General Mattis, briefing reporters at the Pentagon, said: "I have personally reviewed the intelligence and there is no doubt the Syrian regime is responsible for the decision to attack and for the attack itself."
He said Mr Assad had used chemical weapons several times in the past, and urged Damascus to "think long and hard" before making a reckless attack again.
The attack provoked outrage across the globe, rekindling diplomatic activity to try and isolate Mr Assad and push Russia to abandon him.
US secretary of state Rex Tillerson arrived in Moscow on Tuesday for talks with his Russian counterpart Sergei Lavrov.
Mr Tillerson, who as former CEO of Exxon Mobil had close tied to Russia, is the first Trump cabinet member to visit Moscow.

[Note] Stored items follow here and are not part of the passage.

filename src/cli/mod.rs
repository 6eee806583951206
pub mod chat;
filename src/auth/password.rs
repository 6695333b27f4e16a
use std::sync::Arc;

use argon2::{
    password_hash::{PasswordHash, PasswordHasher as _, PasswordVerifier as _, SaltString},
    Algorithm, Argon2, Params, Version,
};
use rand::rngs::OsRng;
use thiserror::Error;
use tracing::{error, warn};

use crate::config::PasswordConfig;

#[derive(Debug, Error)]
pub enum HashingError {
    #[error("argon2 hash_password error: {0}")]
    Hash(String),
    #[error("hashing worker failed: {0}")]
    Worker(#[from] tokio::task::JoinError),
}

/// Salted Argon2id hashing with tunable cost.
#[derive(Clone)]
pub struct PasswordHasher {
    params: Params,
    /// Hash of a throwaway secret under the same params, verified against
    /// when the account does not exist.
    placeholder: Arc<str>,
}

impl PasswordHasher {
    pub fn new(cfg: &PasswordConfig) -> anyhow::Result<Self> {
        let params = Params::new(cfg.memory_kib, cfg.iterations, cfg.parallelism, None)
            .map_err(|e| anyhow::anyhow!("invalid argon2 params: {e}"))?;
        let mut hasher = Self {
            params,
            placeholder: Arc::from(""),
        };
        let secret: [u8; 16] = rand::random();
        let placeholder = hasher
            .hash(&format!("{secret:02x?}"))
            .map_err(|e| anyhow::anyhow!("placeholder hash: {e}"))?;
        hasher.placeholder = Arc::from(placeholder);
        Ok(hasher)
    }

    fn argon2(&self) -> Argon2<'static> {
        Argon2::new(Algorithm::Argon2id, Version::V0x13, self.params.clone())
    }

    pub fn hash(&self, plain: &str) -> Result<String, HashingError> {
        let salt = SaltString::generate(&mut OsRng);
        let hash = self
            .argon2()
            .hash_password(plain.as_bytes(), &salt)
            .map_err(|e| {
                error!(error = %e, "argon2 hash_password error");
                HashingError::Hash(e.to_string())
            })?
            .to_string();
        Ok(hash)
    }

    /// Never fails: a mismatch or an unreadable stored hash both yield `false`.
    pub fn verify(&self, plain: &str, hash: &str) -> bool {
        let parsed = match PasswordHash::new(hash) {
            Ok(p) => p,
            Err(e) => {
                warn!(error = %e, "stored password hash is malformed");
                return false;
            }
        };
        // Cost params are read from the PHC string, so older hashes keep verifying.
        self.argon2()
            .verify_password(plain.as_bytes(), &parsed)
            .is_ok()
    }

    /// Runs `hash` on the blocking pool.
    pub async fn hash_blocking(&self, plain: String) -> Result<String, HashingError> {
        let hasher = self.clone();
        tokio::task::spawn_blocking(move || hasher.hash(&plain)).await?
    }

    /// Verifies `plain` against the placeholder hash and discards the outcome.
    pub async fn verify_unknown_blocking(&self, plain: String) {
        let hasher = self.clone();
        let placeholder = self.placeholder.to_string();
        let outcome = tokio::task::spawn_blocking(move || hasher.verify(&plain, &placeholder)).await;
        if let Err(e) = outcome {
            warn!(error = %e, "placeholder verify worker failed");
        }
    }

    /// Runs `verify` on the blocking pool.
    pub async fn verify_blocking(&self, plain: String, hash: String) -> Result<bool, HashingError> {
        let hasher = self.clone();
        Ok(tokio::task::spawn_blocking(move || hasher.verify(&plain, &hash)).await?)
    }
}

#[cfg(test)]
pub(crate) fn cheap_hasher() -> PasswordHasher {
    PasswordHasher::new(&PasswordConfig {
        memory_kib: 64,
        iterations: 1,
        parallelism: 1,
    })
    .expect("test argon2 params")
}

#[cfg(test)]
mod tests {
    use super::*;

    #[test]
    fn hash_and_verify_roundtrip() {
        let hasher = cheap_hasher();
        let password = "Secur3P@ssw0rd!";
        let hash = hasher.hash(password).expect("hashing should succeed");
        assert!(hasher.verify(password, &hash));
        assert!(!hash.contains(password));
    }

    #[test]
    fn verify_rejects_wrong_password() {
        let hasher = cheap_hasher();
        let hash = hasher.hash("correct-horse-battery-staple").unwrap();
        assert!(!hasher.verify("wrong-password", &hash));
    }

    #[test]
    fn verify_returns_false_on_malformed_hash() {
        assert!(!cheap_hasher().verify("anything", "not-a-valid-hash"));
    }

    #[test]
    fn same_password_gets_distinct_salts() {
        let hasher = cheap_hasher();
        let a = hasher.hash("pw123").unwrap();
        let b = hasher.hash("pw123").unwrap();
        assert_ne!(a, b);
        assert!(a.starts_with("$argon2id$"));
    }

    #[test]
    fn rejects_impossible_params() {
        let cfg = PasswordConfig {
            memory_kib: 1,
            iterations: 0,
            parallelism: 1,
        };
        assert!(PasswordHasher::new(&cfg).is_err());
    }

    #[test]
    fn placeholder_uses_configured_cost() {
        let hasher = cheap_hasher();
        let parsed = PasswordHash::new(&hasher.placeholder).expect("valid PHC string");
        assert_eq!(parsed.algorithm.as_str(), "argon2id");
        let params = Params::try_from(&parsed).unwrap();
        assert_eq!(params.m_cost(), 64);
        assert_eq!(params.t_cost(), 1);
        assert_eq!(params.p_cost(), 1);
        assert!(!hasher.verify("", &hasher.placeholder));
    }

    #[tokio::test]
    async fn unknown_user_verify_completes() {
        cheap_hasher().verify_unknown_blocking("guess".into()).await;
    }

    #[tokio::test]
    async fn blocking_variants_agree() {
        let hasher = cheap_hasher();
        let hash = hasher.hash_blocking("pw123".into()).await.unwrap();
        assert!(hasher.verify_blocking("pw123".into(), hash.clone()).await.unwrap());
        assert!(!hasher.verify_blocking("nope".into(), hash).await.unwrap());
    }
}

He said before departing that "the reign of the Assad family is coming to an end" and issued an ultimatum to Russia: either side with world powers in seeking an end to Syria's six-year war, or continue the alliance with Iran and the militant group Hezbollah in supporting the Assad regime.
Earlier in the day, G7 foreign ministers rejected British Foreign Secretary Boris Johnson's calls to broaden sanctions against Russia and Syria.
As Mr Tillerson began his visit, Moscow and Washington traded barbs.
Mr Putin has said Washington's accusations against the Syrian government over the chemical attack resemble the claims made before the US invaded Iraq in 2003.
The US accused Moscow of trying to cover up on Damascus' behalf, and of seeking to "confuse the world" with a campaign of misinformation.